I dottori dicevano: lo scopo dell'uomo sulla terra sono la
conoscenza e la pratica della Legge, e non si può pienamente praticare la legge
se non sottraendosi alle leggi che non sono la vera Legge. L'Ebreo che seguiva
questi precetti si isolava dal resto degli uomini, si trincerava dietro la
siepe che intorno alla Torah avevano elevato dapprima Esdra e i primi
scribi (7) e poi i Farisei e i Talmudisti eredi di Esdra,
deformatori del mosaismo originario e nemici dei profeti. L'Ebreo non si isolò
soltanto rifiutando di sottomettersi agli usi che creavano dei legami tra gli
abitanti dei paesi in cui si era stabilito, ma anche respingendo ogni rapporto
con gli abitanti stessi: all'insociabilità aggiunse l'esclusivismo.
Senza la Legge, senza Israele per praticarla, il mondo non
esisterebbe, Dio lo farebbe ritornare nel nulla e il mondo conoscerà la
felicità soltanto dopo essersi sottomesso all'impero universale di questa
legge, cioè all'impero degli Ebrei. Pertanto, il popolo ebreo è il popolo
scelto da Dio come depositario delle sue volontà e dei suoi desideri; è il solo
popolo con cui la divinità ha stretto un patto, è l'eletto del Signore. Quando
il serpente tentò Eva, dice il Talmùd, la corruppe con il suo veleno.
Israele ricevendo la rivelazione del Sinai si liberò dal male; le altre nazioni
non poterono guarirne. Così, anche se ciascuna ha il proprio angelo custode e
le proprie stelle protettrici, solo Israele è posto sotto l'occhio stesso di Gèova
ed è il figlio prediletto dall'Eterno, il solo che ha diritto al suo amore,
alla sua benevolenza, alla sua speciale protezione; gli altri uomini sono posti
al di sotto degli Ebrei e solo per pietà hanno diritto alla munificenza divina
perché soltanto le anime degli Ebrei discendono dal primo uomo. I beni delegati
alle nazioni in realtà appartengono a Israele e vediamo che Gesù stesso
risponde alla donna greca: "Non è bene prendere il pane dei fanciulli
per gettarlo ai cani" (8). Questa fede nella loro predestinazione,
nell'essere gli eletti, sviluppò negli Ebrei un immenso orgoglio e quando alle
ragioni teologiche si aggiunsero ragioni di patriottismo essi giunsero a
considerare i non-Ebrei con disprezzo e spesso con odio.

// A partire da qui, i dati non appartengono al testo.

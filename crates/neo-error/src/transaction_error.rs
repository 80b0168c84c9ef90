use crate::{BuilderError, ClientError, CodecError, CryptoError};
use thiserror::Error;

/// Errors raised while configuring, building, signing, or broadcasting a transaction.
#[derive(Error, Debug, Clone, PartialEq)]
pub enum TransactionError {
    #[error("invalid nonce")]
    InvalidNonce,

    #[error("valid_until_block out of range")]
    InvalidValidUntilBlock,

    #[error("conflicting fee-insufficient handlers: a consumer and a supplier cannot both be set")]
    ConflictingFeePolicy,

    #[error("duplicate signer concerning the same account: {0:#x}")]
    DuplicateSigner(primitive_types::H160),

    #[error("too many signers: max 16")]
    TooManySigners,

    #[error("too many attributes: {count} exceeds the budget of {budget} remaining after {signers} signer(s)")]
    TooManyAttributes { count: usize, budget: usize, signers: usize },

    #[error("no signers")]
    NoSigners,

    #[error("missing script")]
    NoScript,

    #[error("first signer not present among the configured signers")]
    FirstSignerNotFound,

    #[error("first signer cannot have the fee-only (None) scope")]
    FirstSignerFeeOnly,

    #[error("HighPriority attribute requires the sender to be a committee member")]
    HighPriorityRequiresCommittee,

    #[error("duplicate HighPriority attribute")]
    DuplicateHighPriority,

    #[error("VM faulted during fee estimation: {0}")]
    VmFault(String),

    #[error("sender cannot cover system_fee ({system_fee}) + network_fee ({network_fee}); balance is {balance}")]
    InsufficientFunds { system_fee: i64, network_fee: i64, balance: i64 },

    #[error("signer {0:#x} has no known private key and is not a contract signer")]
    NoSigningKey(primitive_types::H160),

    #[error("multi-sig account {0:#x} cannot be auto-signed; assemble its witness explicitly")]
    MultiSigAutoSignRejected(primitive_types::H160),

    #[error("transaction is frozen and cannot be mutated further")]
    AlreadyBuilt,

    #[error("codec error: {0}")]
    CodecError(#[from] CodecError),

    #[error("crypto error: {0}")]
    CryptoError(#[from] CryptoError),

    #[error("builder error: {0}")]
    BuilderError(#[from] BuilderError),

    #[error("node client error: {0}")]
    ClientError(#[from] ClientError),
}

Quando la nazionalità, ebraica si trovò in pericolo, sotto Giovanni
Ircano, si videro i Farisei dichiarare impuro il suolo dei popoli
stranieri, impure le relazioni tra Ebrei e Greci. Più tardi, gli Scamaiti
in un sinodo proposero di stabilire una separazione totale tra Israeliti e
Pagani ed elaborarono una raccolta di proibizioni chiamata Le diciotto cose
che finì per predominare nonostante l'opposizione dei discepoli di Hillel.
Così nelle esortazioni di Antioco Sidete, si incomincia a parlare
dell'insociabilità ebraica, vale a dire "del partito preso di vivere
esclusivamente in un ambiente ebraico escludendo qualsiasi relazione con gli
idolatri, e dell'ardente desiderio di rendere queste relazioni sempre più
difficili, se non impossibili" (9) e davanti ad Antioco Epifane
vediamo il gran sacerdote Menelao accusare la legge di "insegnare
l'odio verso il genere umano, proibire di sedere alla mensa degli stranieri e
di mostrare loro benevolenza".
Se questi precetti avessero perso la loro autorità quando
scomparvero le ragioni che li avevano motivati e in un certo qual modo
giustificati, il male sarebbe stato limitato; ma li vediamo ricomparire nel
Talmùd e l'autorità dei Dottori li ha riconfermati.
(…)
*Bernarde Lazare nacque a Nimes nel 1865 in una famiglia di
ebrei stabilitisi da secoli nel sud della Francia e ancora giovane andò a
Parigi a completare gli studi. Nel 1884 pubblicò il libro "L'Antisemitisme, son histoire er ses causes"
in risposta ai libri di Edouard Drumont.